Exactly copy the final stretch of the listing below: the line with "Cell::Matched" and every line after it.

---

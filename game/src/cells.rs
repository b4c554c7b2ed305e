use evaluator::Hints;
use serde::Serialize;

/// Highlight state of one cell in a guess row.
#[derive(Debug, Clone, Copy, PartialEq, Eq, PartialOrd, Ord, Serialize)]
#[serde(rename_all = "camelCase")]
pub enum Cell {
    Empty,
    /// Covered by at least one hint, none of them matched.
    Similar,
    /// Covered by at least one matched hint.
    Matched,
    FullMatch,
}

/// Folds (possibly overlapping) hints into one state per token cell.
pub fn cell_states(hints: &Hints, len: usize) -> Vec<Cell> {
    let hints = match hints {
        Hints::FullMatch => return vec![Cell::FullMatch; len],
        Hints::Partial(hints) => hints,
    };

    let mut cells = vec![Cell::Empty; len];
    for hint in hints {
        let state = if hint.matched {
            Cell::Matched
        } else {
            Cell::Similar
        };
        let end = (hint.end as usize).min(len);
        for cell in cells.iter_mut().take(end).skip(hint.start as usize) {
            *cell = (*cell).max(state);
        }
    }
    cells
}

---

| Result of this exercise |
            Cell::Matched
        } else {
            Cell::Similar
        };
        let end = (hint.end as usize).min(len);
        for cell in cells.iter_mut().take(end).skip(hint.start as usize) {
            *cell = (*cell).max(state);
        }
    }
    cells
}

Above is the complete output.